### WHAT THE EXERCISE ASKS:
Please return all lines of the data below containing the string "languages".

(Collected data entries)
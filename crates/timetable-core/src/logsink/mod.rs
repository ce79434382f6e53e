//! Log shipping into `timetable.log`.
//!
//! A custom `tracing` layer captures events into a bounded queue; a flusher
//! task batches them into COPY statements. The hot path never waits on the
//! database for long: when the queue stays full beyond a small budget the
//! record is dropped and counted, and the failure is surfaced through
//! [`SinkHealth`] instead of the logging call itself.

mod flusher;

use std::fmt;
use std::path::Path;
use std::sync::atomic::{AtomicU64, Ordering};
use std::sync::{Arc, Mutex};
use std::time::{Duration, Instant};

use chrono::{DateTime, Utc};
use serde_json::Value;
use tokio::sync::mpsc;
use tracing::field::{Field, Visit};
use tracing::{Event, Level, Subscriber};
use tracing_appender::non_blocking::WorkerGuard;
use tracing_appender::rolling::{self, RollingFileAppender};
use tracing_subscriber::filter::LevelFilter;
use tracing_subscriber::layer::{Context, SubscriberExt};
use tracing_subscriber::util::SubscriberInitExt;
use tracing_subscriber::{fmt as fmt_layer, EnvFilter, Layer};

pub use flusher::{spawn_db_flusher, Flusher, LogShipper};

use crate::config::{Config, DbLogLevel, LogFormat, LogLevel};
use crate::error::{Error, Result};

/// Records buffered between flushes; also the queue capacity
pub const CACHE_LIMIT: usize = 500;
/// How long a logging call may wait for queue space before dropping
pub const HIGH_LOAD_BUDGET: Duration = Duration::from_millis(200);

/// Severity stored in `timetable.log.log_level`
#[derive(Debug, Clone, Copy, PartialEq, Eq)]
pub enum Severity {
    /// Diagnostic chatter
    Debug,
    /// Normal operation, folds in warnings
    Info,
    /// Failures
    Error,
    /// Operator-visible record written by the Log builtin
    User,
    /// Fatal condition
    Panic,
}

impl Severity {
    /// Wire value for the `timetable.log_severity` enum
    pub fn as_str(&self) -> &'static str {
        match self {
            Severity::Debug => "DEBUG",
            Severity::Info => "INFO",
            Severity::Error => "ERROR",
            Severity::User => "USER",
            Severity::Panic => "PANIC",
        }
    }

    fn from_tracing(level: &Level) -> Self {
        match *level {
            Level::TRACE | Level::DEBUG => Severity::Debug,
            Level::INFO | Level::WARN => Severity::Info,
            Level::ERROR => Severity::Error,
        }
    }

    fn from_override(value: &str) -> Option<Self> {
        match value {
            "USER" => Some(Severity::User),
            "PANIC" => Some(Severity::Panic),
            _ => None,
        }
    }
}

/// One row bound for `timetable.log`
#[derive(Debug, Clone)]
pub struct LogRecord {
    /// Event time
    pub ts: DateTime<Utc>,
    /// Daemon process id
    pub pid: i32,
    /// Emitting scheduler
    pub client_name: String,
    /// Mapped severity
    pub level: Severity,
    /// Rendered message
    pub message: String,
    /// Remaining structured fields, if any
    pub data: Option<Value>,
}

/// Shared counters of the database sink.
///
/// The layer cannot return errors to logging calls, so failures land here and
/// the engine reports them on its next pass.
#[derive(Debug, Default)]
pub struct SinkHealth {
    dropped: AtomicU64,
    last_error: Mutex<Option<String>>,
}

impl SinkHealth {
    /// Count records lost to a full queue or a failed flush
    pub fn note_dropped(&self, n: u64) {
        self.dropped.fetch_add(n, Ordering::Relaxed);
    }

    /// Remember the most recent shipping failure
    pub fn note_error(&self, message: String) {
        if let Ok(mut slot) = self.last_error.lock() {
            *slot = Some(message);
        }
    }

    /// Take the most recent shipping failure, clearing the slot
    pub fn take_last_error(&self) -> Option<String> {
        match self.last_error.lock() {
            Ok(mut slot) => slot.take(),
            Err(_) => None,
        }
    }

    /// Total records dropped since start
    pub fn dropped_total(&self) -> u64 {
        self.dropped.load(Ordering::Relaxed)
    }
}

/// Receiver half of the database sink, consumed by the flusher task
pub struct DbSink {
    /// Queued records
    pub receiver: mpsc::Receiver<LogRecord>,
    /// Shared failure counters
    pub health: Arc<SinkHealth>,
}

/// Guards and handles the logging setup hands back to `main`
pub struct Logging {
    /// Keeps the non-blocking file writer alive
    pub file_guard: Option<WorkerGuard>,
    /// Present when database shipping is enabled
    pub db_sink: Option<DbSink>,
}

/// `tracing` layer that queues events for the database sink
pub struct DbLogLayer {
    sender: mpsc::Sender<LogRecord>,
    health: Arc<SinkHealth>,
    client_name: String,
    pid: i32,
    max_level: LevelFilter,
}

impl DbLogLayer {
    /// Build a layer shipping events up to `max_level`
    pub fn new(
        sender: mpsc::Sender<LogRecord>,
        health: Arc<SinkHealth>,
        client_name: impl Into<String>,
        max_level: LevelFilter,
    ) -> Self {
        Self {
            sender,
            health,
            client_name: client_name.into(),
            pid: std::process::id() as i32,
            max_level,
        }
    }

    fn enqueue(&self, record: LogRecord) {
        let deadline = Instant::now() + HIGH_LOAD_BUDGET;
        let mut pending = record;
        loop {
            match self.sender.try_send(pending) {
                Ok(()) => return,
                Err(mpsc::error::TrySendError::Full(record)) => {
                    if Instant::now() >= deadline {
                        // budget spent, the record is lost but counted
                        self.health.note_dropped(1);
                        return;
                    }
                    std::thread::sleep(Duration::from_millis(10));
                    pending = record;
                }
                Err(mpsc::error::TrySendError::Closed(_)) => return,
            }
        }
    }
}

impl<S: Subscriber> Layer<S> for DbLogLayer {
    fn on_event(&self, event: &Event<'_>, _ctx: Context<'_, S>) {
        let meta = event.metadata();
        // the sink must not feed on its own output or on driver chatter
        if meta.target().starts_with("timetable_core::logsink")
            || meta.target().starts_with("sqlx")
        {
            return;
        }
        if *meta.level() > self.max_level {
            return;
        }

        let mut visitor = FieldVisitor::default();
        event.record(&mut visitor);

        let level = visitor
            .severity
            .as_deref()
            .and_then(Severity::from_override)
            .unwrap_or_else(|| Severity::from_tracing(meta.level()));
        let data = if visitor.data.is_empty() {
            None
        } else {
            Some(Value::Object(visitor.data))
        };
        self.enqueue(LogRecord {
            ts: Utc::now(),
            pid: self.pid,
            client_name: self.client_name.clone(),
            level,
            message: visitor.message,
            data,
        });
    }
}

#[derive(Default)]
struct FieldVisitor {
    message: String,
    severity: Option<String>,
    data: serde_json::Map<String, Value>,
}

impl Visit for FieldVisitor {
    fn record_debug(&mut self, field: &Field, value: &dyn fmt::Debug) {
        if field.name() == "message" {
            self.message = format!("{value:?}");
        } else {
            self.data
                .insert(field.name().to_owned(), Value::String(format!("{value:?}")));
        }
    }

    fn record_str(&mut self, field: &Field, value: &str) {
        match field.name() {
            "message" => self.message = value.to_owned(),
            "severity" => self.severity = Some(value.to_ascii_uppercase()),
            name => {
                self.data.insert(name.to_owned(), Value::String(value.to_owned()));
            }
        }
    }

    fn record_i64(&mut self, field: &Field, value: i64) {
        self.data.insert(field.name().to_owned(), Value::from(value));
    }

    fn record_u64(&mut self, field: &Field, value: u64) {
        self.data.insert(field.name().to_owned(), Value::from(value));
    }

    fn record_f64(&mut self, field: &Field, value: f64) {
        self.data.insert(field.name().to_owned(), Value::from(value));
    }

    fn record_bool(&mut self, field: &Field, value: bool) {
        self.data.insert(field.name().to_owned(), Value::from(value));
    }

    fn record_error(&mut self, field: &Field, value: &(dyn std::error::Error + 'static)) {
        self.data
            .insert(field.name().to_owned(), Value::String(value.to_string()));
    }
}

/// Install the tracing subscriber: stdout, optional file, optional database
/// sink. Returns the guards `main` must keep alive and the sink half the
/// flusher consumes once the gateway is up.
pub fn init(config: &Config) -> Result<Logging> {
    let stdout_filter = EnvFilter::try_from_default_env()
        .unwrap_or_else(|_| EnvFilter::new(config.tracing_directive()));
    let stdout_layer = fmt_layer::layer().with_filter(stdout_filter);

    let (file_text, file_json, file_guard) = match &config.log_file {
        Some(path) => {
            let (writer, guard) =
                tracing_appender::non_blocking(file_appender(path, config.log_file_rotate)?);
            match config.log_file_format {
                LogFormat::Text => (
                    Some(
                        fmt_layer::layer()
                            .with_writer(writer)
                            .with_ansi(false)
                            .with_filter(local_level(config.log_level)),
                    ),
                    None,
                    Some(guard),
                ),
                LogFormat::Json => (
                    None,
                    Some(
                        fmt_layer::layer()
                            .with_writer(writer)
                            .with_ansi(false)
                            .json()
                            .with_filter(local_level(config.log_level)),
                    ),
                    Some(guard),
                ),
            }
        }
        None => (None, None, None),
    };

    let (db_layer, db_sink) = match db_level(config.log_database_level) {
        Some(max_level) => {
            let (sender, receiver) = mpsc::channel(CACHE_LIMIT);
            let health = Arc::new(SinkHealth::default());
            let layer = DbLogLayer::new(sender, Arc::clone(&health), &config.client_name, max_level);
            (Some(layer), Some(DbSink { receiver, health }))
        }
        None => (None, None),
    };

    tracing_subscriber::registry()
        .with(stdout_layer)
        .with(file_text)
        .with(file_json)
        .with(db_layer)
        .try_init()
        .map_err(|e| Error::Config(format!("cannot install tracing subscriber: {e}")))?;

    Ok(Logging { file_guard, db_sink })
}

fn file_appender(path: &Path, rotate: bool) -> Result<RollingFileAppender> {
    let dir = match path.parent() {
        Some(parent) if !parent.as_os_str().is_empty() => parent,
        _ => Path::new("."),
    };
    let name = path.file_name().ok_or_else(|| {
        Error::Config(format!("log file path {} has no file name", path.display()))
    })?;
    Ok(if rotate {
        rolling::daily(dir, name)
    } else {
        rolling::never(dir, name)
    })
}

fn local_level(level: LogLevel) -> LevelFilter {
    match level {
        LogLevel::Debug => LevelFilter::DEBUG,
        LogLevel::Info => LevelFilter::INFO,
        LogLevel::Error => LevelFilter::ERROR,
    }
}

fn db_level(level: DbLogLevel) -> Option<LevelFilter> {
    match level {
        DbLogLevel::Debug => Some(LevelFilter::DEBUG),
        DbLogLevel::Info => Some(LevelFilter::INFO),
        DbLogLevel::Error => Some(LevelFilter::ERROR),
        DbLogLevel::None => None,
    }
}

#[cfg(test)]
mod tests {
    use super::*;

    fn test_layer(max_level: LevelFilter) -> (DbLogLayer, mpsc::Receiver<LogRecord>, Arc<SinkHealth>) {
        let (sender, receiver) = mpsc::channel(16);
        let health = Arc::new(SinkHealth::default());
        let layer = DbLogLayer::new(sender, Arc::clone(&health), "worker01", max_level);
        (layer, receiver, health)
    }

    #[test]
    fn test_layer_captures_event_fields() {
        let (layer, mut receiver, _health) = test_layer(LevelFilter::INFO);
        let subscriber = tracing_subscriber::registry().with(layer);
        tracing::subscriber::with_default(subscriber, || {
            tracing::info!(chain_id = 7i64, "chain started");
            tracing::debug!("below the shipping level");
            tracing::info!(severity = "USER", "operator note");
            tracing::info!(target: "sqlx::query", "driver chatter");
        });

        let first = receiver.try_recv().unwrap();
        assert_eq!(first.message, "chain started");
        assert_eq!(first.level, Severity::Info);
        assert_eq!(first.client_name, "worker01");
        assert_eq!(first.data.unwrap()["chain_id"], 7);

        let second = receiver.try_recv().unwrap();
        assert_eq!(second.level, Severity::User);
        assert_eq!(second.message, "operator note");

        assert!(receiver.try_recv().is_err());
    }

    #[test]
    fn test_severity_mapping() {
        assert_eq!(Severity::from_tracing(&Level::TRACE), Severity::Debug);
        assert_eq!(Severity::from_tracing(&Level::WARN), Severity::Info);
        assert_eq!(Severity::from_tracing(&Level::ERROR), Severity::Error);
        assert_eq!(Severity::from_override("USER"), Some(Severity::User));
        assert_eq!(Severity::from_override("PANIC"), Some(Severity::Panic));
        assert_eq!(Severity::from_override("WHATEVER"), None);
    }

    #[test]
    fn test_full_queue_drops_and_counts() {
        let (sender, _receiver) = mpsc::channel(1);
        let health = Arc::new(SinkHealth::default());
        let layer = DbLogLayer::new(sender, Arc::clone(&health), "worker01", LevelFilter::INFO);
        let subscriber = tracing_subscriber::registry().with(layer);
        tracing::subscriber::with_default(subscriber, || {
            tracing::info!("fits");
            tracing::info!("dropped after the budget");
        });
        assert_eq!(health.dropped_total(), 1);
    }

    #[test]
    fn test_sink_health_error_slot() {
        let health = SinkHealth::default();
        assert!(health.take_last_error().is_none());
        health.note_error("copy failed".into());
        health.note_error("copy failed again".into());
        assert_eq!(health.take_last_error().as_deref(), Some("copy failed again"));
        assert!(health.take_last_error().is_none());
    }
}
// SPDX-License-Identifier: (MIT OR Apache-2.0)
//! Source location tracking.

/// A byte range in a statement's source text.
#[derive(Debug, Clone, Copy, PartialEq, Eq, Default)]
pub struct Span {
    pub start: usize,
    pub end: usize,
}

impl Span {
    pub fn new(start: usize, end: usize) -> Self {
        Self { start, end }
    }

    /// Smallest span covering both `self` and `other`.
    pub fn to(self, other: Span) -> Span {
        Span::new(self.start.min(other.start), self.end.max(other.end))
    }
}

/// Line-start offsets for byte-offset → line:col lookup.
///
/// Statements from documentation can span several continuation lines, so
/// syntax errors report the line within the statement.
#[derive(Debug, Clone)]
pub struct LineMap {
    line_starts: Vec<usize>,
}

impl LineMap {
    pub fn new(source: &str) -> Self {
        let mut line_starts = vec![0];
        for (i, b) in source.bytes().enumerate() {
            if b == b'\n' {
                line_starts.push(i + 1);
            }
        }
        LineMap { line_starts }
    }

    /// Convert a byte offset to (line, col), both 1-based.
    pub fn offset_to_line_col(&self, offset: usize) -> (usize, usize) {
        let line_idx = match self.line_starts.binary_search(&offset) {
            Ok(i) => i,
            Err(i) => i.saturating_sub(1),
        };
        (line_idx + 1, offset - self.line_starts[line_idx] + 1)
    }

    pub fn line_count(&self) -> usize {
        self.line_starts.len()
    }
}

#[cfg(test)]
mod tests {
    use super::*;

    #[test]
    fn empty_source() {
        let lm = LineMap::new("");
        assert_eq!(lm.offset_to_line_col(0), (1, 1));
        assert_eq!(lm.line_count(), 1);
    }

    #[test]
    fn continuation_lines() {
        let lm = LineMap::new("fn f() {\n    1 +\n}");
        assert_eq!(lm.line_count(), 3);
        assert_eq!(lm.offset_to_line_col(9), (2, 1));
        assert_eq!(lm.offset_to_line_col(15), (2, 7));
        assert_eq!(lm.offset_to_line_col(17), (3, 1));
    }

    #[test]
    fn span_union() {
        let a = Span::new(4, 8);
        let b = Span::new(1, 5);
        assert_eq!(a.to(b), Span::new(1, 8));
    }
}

--

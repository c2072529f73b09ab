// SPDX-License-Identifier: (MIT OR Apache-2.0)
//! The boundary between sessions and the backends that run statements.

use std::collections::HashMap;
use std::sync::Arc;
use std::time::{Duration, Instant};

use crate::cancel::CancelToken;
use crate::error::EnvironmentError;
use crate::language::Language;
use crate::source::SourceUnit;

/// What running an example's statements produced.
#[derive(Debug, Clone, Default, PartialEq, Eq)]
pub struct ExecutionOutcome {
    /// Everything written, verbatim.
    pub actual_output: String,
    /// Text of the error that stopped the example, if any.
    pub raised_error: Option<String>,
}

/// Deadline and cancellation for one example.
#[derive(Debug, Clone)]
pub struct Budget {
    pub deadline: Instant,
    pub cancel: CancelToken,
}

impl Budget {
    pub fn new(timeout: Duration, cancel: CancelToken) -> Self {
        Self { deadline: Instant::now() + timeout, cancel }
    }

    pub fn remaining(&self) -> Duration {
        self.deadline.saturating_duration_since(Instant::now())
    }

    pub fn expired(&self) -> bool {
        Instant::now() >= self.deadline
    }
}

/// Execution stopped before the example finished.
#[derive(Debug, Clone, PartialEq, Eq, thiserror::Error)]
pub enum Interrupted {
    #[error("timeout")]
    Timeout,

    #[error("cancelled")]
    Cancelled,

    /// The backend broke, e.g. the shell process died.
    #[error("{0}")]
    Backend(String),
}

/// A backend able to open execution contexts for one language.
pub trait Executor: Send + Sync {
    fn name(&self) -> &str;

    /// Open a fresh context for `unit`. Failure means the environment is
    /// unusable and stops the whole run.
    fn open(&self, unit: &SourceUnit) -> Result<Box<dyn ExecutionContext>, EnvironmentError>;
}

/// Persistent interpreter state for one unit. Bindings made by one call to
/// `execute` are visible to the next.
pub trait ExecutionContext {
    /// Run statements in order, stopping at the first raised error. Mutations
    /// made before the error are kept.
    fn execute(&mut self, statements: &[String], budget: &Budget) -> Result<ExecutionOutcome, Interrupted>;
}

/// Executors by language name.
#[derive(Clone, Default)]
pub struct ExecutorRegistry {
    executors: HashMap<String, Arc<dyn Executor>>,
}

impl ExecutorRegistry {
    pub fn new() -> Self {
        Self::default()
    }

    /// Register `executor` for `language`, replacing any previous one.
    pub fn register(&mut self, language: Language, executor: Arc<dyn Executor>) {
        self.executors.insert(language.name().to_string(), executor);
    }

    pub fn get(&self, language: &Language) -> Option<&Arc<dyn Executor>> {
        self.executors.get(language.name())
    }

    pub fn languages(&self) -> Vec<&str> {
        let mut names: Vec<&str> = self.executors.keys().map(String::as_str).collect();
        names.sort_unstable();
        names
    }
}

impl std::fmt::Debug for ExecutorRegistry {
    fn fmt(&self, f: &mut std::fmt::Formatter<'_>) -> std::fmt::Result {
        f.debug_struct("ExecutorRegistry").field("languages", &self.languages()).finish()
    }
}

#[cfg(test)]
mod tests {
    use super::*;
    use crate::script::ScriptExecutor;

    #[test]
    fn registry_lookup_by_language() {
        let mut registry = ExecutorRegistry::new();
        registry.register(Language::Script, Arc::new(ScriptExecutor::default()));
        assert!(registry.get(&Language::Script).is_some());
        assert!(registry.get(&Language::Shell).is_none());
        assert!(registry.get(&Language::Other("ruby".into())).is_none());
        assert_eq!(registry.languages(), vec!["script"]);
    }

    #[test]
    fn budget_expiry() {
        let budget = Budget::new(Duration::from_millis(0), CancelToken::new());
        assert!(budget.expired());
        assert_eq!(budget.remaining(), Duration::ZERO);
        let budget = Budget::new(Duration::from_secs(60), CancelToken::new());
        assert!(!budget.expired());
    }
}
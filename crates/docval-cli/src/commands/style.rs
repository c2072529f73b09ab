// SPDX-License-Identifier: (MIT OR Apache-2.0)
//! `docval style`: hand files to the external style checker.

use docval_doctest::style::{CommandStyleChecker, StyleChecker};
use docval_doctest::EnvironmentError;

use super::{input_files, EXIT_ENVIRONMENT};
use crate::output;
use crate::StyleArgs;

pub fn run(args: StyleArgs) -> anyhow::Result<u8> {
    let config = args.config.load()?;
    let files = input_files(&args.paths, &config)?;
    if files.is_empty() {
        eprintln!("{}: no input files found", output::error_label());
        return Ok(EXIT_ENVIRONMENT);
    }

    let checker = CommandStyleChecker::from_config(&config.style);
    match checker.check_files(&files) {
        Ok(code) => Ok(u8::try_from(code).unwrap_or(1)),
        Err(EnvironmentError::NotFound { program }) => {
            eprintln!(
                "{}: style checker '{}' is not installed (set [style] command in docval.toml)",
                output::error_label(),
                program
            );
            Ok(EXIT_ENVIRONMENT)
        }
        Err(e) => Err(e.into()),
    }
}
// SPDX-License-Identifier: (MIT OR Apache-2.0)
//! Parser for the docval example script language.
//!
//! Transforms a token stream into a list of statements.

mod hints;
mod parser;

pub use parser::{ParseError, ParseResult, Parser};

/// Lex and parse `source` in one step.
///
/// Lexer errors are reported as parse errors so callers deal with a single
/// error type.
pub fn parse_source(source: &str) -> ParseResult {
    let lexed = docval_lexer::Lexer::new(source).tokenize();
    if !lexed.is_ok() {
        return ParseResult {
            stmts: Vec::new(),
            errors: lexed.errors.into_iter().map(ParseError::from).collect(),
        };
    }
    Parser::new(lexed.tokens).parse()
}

==

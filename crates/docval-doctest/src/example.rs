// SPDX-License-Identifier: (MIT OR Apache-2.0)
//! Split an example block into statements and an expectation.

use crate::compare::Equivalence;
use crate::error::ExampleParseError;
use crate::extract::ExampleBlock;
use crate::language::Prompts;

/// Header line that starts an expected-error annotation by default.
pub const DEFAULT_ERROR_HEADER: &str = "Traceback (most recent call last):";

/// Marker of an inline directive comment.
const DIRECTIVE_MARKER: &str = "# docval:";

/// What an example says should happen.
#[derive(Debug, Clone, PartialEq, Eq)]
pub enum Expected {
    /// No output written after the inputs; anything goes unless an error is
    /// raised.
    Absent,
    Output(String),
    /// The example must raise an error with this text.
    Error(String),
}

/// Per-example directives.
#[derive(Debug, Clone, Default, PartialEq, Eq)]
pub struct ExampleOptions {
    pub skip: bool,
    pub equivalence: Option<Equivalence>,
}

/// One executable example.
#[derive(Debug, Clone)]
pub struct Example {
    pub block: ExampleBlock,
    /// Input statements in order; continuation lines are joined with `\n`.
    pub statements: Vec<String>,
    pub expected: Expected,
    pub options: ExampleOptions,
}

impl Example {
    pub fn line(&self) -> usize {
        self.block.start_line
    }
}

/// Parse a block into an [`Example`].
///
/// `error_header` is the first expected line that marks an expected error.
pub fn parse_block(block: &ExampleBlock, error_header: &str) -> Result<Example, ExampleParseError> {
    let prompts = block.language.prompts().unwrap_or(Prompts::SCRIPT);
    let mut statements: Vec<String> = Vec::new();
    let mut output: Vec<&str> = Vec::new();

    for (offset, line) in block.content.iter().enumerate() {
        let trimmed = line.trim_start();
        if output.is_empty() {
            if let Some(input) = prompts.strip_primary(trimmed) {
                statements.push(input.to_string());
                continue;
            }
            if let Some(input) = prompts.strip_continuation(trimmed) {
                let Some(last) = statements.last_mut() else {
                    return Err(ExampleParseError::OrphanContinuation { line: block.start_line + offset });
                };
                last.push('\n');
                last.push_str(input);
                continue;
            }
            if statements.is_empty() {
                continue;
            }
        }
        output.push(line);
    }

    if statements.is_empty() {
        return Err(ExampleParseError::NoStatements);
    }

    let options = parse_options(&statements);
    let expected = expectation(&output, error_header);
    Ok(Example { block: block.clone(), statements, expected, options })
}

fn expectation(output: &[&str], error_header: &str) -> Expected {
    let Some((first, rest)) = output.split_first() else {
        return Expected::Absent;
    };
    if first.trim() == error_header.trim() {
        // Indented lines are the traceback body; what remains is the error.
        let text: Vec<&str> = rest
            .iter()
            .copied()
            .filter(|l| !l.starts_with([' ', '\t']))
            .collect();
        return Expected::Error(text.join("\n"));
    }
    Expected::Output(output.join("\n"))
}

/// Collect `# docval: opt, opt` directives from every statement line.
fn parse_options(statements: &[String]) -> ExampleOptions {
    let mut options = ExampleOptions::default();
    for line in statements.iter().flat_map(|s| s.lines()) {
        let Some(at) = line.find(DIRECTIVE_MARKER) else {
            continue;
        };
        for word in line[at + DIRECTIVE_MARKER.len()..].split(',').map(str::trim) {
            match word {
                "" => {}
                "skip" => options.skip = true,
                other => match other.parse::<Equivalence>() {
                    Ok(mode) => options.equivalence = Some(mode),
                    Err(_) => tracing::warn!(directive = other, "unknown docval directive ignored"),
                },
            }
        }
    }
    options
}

### YOUR RESPONSE:
    pub fn languages(&self) -> Vec<&str> {
        f.debug_struct("ExecutorRegistry").field("languages", &self.languages()).finish()
        assert_eq!(registry.languages(), vec!["script"]);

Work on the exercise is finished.